======== Given data

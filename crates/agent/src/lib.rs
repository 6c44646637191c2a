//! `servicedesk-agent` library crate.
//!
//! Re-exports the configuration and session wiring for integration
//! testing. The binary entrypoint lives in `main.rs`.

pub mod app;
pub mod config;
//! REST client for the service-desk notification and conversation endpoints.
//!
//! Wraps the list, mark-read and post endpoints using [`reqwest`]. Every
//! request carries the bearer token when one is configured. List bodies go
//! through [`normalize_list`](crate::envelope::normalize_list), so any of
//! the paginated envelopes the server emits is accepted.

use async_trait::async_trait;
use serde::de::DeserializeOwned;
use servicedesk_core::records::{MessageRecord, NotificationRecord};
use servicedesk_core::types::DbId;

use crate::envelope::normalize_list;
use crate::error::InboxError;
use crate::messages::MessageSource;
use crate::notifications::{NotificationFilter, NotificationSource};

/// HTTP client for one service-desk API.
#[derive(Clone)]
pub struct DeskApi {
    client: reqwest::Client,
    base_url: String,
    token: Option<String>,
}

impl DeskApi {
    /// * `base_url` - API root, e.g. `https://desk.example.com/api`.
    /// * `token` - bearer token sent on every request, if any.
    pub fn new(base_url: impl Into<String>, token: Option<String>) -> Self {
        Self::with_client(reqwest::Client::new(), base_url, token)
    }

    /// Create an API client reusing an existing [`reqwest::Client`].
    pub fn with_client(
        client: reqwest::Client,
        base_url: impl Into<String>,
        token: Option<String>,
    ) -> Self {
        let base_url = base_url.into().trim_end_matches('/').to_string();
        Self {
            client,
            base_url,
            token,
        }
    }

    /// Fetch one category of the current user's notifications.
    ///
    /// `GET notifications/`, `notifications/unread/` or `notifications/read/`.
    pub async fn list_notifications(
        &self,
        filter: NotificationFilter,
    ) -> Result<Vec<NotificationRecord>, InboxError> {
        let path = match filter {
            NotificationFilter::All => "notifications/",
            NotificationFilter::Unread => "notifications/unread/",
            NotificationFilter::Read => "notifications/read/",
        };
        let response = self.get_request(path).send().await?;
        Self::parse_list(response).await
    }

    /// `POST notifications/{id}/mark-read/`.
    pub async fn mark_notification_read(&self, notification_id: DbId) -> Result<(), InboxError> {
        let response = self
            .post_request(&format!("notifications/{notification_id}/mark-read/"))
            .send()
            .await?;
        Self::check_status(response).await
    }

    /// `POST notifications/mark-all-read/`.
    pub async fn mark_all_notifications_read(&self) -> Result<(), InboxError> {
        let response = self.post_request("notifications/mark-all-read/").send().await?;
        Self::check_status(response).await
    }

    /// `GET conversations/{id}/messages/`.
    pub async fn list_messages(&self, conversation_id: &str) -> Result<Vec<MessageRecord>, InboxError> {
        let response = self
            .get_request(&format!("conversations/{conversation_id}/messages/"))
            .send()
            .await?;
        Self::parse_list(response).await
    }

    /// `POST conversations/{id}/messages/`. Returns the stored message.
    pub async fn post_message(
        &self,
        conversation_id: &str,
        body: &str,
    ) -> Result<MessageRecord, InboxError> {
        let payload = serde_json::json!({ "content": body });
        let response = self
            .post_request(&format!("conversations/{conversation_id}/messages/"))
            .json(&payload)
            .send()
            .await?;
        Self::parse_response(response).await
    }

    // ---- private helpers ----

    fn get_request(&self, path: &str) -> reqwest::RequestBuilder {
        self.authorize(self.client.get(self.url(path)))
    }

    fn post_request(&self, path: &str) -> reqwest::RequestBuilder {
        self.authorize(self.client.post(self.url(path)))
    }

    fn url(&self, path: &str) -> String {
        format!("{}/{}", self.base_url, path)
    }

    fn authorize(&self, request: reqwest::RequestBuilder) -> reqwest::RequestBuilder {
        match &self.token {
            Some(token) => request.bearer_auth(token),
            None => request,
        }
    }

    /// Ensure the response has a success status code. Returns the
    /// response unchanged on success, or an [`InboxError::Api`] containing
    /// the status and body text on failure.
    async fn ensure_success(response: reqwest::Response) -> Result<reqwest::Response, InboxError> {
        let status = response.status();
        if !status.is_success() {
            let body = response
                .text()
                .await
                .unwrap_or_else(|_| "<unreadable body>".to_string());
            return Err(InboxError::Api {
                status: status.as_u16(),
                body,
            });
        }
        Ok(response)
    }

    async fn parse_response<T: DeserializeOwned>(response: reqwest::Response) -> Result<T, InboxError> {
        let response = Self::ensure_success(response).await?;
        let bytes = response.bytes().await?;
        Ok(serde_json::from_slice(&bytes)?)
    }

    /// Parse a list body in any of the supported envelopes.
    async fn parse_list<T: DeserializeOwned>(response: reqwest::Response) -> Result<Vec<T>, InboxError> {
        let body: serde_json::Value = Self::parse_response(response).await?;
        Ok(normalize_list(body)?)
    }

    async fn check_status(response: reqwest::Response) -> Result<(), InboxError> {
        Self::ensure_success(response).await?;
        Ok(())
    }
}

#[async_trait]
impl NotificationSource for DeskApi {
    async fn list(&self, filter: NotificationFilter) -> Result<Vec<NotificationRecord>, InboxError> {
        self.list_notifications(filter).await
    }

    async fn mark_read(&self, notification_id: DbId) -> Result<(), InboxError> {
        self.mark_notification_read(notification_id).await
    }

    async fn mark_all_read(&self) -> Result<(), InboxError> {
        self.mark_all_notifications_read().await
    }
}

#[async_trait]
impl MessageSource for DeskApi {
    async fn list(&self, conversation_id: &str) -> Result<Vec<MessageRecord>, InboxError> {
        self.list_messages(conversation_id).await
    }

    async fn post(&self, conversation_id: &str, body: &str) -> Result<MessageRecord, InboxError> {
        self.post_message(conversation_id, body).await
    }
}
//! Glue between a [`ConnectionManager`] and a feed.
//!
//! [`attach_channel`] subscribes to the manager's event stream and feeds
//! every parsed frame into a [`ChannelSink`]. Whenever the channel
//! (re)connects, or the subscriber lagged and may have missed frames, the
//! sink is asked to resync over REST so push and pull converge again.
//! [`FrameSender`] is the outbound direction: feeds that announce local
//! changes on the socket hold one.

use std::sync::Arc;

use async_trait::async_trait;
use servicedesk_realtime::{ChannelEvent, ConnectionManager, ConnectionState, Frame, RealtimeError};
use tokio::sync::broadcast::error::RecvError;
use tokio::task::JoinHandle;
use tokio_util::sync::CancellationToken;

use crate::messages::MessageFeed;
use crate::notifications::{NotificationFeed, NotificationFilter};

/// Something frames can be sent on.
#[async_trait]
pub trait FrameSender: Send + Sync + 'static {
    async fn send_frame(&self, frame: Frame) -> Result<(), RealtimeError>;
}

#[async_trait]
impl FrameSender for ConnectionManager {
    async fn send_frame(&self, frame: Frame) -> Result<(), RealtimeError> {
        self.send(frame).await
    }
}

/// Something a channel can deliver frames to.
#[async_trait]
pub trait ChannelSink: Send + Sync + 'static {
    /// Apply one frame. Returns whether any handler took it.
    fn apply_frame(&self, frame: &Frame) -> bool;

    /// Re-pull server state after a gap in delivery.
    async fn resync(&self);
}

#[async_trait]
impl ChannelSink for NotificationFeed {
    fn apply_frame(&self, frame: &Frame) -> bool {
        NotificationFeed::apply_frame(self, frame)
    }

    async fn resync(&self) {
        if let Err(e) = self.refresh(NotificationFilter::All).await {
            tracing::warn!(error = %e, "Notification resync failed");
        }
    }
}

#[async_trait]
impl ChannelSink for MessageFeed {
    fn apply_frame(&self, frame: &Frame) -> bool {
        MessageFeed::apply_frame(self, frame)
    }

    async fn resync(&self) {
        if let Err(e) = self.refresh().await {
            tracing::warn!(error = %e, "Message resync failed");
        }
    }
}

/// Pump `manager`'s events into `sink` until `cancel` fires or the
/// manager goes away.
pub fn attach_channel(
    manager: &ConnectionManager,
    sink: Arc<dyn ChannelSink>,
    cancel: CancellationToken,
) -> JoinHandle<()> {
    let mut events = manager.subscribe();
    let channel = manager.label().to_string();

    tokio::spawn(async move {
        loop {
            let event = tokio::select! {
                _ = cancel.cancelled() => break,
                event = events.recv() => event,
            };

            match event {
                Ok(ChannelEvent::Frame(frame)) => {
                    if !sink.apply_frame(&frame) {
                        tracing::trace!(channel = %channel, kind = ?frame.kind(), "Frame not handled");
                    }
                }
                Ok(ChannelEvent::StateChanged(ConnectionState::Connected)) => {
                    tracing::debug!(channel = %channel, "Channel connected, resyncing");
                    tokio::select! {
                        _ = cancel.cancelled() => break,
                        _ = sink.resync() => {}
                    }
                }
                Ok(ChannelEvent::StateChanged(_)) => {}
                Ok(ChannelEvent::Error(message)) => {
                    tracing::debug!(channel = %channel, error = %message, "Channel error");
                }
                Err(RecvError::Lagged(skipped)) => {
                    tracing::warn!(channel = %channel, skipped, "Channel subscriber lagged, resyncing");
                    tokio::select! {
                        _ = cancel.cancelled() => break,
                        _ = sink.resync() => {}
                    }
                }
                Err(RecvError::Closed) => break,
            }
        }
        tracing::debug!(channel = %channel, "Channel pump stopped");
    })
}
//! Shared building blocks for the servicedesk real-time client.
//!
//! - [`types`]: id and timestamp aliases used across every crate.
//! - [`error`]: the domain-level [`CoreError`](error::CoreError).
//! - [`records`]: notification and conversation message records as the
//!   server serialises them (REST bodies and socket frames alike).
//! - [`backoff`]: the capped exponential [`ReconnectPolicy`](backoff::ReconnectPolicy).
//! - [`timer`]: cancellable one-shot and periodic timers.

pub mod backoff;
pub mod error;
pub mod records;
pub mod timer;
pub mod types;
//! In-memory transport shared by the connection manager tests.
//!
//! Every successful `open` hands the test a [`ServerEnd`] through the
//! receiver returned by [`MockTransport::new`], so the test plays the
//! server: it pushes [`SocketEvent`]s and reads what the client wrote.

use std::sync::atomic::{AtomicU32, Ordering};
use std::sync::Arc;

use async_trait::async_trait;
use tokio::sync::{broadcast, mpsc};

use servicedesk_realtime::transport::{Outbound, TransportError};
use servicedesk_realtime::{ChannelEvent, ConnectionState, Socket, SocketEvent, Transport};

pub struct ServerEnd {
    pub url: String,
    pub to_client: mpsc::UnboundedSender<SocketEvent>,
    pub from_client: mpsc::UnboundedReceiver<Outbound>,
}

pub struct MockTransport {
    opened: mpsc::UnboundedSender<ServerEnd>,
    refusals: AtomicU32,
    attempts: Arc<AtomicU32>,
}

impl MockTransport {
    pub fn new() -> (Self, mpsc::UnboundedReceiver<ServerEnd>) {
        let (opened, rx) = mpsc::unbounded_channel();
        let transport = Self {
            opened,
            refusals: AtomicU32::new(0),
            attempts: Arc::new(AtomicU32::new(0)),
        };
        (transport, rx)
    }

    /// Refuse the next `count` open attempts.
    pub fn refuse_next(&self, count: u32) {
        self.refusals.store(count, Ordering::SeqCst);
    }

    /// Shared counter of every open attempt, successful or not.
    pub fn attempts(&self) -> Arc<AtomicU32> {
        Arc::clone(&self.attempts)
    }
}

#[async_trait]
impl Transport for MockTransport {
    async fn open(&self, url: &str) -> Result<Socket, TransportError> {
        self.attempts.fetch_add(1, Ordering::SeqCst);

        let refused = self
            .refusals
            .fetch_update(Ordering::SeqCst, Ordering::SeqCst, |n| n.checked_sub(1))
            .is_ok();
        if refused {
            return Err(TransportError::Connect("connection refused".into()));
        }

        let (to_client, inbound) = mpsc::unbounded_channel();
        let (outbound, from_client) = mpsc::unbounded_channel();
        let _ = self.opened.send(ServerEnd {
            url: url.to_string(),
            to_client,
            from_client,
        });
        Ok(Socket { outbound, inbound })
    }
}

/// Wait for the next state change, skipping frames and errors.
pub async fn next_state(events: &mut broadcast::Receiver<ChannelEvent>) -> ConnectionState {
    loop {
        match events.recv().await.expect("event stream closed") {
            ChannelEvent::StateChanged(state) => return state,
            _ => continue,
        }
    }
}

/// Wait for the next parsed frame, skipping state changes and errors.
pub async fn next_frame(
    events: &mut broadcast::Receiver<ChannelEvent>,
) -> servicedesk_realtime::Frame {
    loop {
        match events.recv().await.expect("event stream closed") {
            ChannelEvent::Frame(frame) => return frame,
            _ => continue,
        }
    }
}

================
======== Given data

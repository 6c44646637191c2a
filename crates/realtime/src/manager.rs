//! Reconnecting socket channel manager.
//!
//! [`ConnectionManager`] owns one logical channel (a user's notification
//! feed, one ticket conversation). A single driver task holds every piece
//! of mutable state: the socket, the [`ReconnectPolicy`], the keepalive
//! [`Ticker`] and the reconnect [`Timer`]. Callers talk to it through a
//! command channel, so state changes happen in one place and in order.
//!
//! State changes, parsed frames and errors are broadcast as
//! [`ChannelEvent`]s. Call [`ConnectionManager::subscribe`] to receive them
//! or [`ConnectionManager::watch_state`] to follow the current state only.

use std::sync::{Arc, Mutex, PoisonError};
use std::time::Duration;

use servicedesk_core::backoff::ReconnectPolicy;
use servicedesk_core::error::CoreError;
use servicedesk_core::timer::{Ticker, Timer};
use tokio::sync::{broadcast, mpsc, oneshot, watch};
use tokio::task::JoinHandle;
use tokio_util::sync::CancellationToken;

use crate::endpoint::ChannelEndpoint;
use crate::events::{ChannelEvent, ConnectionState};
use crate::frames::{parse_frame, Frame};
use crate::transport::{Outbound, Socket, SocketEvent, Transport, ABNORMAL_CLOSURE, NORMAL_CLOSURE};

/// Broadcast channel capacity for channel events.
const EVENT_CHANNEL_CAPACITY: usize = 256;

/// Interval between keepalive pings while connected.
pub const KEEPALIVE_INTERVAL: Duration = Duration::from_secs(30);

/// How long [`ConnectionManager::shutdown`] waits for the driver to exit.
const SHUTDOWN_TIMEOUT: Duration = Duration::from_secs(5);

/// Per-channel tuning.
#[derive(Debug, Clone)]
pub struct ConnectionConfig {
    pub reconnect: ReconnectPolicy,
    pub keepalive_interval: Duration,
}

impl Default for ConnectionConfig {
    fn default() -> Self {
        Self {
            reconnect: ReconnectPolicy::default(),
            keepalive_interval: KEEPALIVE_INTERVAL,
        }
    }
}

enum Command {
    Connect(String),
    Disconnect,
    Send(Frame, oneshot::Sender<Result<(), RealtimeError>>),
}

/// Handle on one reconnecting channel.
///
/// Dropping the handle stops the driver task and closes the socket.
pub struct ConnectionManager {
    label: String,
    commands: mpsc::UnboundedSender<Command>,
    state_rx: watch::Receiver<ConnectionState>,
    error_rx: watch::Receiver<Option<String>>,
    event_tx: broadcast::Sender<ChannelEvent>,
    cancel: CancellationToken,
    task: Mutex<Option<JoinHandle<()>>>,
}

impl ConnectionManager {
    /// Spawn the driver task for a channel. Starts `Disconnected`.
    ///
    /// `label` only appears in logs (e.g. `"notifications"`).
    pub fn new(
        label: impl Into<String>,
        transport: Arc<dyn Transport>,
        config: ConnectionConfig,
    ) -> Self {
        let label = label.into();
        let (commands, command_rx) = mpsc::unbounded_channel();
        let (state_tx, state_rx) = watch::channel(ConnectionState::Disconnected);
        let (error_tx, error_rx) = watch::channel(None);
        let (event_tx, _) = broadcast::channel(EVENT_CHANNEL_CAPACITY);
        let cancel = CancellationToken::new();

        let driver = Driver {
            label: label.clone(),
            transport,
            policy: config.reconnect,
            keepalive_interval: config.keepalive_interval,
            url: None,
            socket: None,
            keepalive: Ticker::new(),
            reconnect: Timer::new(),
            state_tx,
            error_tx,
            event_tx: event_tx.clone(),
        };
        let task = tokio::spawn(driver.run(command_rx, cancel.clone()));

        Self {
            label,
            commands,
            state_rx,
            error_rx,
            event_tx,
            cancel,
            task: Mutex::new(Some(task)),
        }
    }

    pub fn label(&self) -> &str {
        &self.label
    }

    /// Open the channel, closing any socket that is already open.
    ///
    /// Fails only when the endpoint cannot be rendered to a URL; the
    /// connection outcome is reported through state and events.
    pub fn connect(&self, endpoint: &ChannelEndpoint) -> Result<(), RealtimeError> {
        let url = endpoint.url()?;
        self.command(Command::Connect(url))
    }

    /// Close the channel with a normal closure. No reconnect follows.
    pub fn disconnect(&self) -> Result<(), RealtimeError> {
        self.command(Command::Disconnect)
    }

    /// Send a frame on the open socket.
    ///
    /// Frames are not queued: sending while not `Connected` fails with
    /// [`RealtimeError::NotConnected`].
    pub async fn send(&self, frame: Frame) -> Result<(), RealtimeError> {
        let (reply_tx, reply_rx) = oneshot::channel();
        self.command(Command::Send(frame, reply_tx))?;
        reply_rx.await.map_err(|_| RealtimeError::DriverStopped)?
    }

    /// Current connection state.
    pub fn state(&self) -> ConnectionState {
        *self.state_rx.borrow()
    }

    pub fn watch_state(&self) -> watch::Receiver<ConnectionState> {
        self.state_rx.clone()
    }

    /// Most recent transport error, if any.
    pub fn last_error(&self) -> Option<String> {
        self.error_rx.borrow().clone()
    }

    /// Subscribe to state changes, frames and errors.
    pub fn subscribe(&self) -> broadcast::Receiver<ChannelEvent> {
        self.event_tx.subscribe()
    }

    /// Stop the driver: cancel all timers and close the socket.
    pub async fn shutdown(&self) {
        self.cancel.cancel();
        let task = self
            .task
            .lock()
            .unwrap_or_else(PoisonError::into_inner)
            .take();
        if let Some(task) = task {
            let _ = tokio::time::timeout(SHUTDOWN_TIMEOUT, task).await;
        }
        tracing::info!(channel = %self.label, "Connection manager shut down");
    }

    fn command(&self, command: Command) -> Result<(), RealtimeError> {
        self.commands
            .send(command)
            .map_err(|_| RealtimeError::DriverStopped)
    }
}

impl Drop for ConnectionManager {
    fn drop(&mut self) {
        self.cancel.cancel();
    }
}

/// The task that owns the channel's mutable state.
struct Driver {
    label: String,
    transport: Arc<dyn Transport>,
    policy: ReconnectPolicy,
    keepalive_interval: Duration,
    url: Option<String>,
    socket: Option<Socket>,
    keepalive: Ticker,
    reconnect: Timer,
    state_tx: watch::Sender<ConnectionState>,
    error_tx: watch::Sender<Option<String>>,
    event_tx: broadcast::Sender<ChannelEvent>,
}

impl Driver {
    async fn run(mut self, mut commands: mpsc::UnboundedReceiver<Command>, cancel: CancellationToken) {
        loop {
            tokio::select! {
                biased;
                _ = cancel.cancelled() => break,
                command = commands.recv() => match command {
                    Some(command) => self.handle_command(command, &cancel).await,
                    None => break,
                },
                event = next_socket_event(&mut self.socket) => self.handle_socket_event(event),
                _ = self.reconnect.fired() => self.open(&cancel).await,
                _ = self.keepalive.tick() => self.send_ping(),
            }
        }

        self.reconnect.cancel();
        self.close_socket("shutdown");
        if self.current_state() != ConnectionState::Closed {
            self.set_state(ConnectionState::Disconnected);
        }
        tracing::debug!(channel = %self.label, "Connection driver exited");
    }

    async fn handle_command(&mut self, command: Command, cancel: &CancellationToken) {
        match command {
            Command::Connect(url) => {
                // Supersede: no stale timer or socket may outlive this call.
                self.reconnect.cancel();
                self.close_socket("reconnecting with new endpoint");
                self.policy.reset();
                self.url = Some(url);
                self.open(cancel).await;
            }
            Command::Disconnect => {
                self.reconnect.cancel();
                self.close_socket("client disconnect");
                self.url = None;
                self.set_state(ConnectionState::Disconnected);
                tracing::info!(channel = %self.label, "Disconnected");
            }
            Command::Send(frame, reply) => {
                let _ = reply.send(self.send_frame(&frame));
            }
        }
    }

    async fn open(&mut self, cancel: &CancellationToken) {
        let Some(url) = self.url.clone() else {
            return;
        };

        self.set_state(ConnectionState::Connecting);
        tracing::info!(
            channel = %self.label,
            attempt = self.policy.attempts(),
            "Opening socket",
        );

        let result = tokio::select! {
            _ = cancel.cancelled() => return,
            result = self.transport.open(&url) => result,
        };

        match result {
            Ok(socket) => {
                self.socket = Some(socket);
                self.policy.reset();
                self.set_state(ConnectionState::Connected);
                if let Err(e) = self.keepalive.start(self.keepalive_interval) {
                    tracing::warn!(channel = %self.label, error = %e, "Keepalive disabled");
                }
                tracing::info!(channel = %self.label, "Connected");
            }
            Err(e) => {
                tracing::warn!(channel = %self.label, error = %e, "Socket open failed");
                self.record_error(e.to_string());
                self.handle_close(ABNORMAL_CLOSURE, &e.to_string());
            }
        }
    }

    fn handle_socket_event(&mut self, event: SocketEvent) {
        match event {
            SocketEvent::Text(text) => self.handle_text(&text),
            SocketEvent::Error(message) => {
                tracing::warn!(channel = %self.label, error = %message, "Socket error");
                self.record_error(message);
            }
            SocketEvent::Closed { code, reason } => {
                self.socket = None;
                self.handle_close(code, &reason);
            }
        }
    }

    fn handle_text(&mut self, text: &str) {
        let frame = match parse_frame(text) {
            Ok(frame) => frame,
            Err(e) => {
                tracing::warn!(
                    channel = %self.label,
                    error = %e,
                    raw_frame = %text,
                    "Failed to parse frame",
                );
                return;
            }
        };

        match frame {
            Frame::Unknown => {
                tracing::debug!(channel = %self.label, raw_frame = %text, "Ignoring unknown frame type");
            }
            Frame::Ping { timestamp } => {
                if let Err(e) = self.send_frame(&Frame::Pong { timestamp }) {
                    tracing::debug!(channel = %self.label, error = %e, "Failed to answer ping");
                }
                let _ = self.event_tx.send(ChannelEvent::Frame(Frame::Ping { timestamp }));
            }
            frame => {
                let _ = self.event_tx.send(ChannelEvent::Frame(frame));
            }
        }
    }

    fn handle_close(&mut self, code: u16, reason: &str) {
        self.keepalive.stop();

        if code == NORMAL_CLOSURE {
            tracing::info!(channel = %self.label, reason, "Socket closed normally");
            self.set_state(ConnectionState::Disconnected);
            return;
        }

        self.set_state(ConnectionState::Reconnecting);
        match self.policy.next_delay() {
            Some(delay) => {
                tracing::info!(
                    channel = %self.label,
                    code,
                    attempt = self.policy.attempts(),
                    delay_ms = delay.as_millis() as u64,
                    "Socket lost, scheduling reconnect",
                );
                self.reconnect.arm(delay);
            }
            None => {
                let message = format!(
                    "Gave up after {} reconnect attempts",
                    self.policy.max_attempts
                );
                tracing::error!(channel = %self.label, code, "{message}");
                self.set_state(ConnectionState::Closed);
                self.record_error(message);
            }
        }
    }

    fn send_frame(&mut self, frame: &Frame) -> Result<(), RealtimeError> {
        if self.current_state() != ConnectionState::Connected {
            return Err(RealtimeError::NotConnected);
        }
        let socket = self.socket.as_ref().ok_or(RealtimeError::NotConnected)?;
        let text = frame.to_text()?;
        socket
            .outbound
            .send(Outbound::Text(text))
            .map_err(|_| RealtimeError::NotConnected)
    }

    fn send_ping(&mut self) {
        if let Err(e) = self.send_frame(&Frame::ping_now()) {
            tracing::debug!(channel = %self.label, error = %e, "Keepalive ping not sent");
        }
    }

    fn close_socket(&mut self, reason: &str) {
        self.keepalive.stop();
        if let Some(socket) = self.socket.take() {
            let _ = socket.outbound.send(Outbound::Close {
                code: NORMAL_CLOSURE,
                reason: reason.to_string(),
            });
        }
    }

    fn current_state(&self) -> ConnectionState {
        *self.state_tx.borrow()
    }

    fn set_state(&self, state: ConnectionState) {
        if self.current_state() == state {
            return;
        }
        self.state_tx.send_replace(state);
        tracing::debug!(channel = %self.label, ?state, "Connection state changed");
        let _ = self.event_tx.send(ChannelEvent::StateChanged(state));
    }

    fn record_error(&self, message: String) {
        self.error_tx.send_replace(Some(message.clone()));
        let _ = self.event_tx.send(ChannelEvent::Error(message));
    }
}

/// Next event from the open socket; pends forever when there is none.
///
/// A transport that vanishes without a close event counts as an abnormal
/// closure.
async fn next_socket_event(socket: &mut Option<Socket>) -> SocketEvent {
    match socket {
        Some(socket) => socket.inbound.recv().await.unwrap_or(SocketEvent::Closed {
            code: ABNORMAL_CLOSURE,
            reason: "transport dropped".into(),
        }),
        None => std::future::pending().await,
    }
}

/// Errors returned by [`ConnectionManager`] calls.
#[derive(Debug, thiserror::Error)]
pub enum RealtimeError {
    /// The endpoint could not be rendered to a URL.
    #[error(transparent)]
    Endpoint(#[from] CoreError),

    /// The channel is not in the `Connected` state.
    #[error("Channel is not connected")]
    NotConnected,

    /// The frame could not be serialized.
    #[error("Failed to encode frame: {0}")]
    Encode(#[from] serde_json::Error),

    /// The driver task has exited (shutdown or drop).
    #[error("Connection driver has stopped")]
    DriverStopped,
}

================

**Task details**
In the records above, find each line that holds the word "UnboundedReceiver"; copy all such lines.

**Problem solution**
    pub from_client: mpsc::UnboundedReceiver<Outbound>,
    pub fn new() -> (Self, mpsc::UnboundedReceiver<ServerEnd>) {
    async fn run(mut self, mut commands: mpsc::UnboundedReceiver<Command>, cancel: CancellationToken) {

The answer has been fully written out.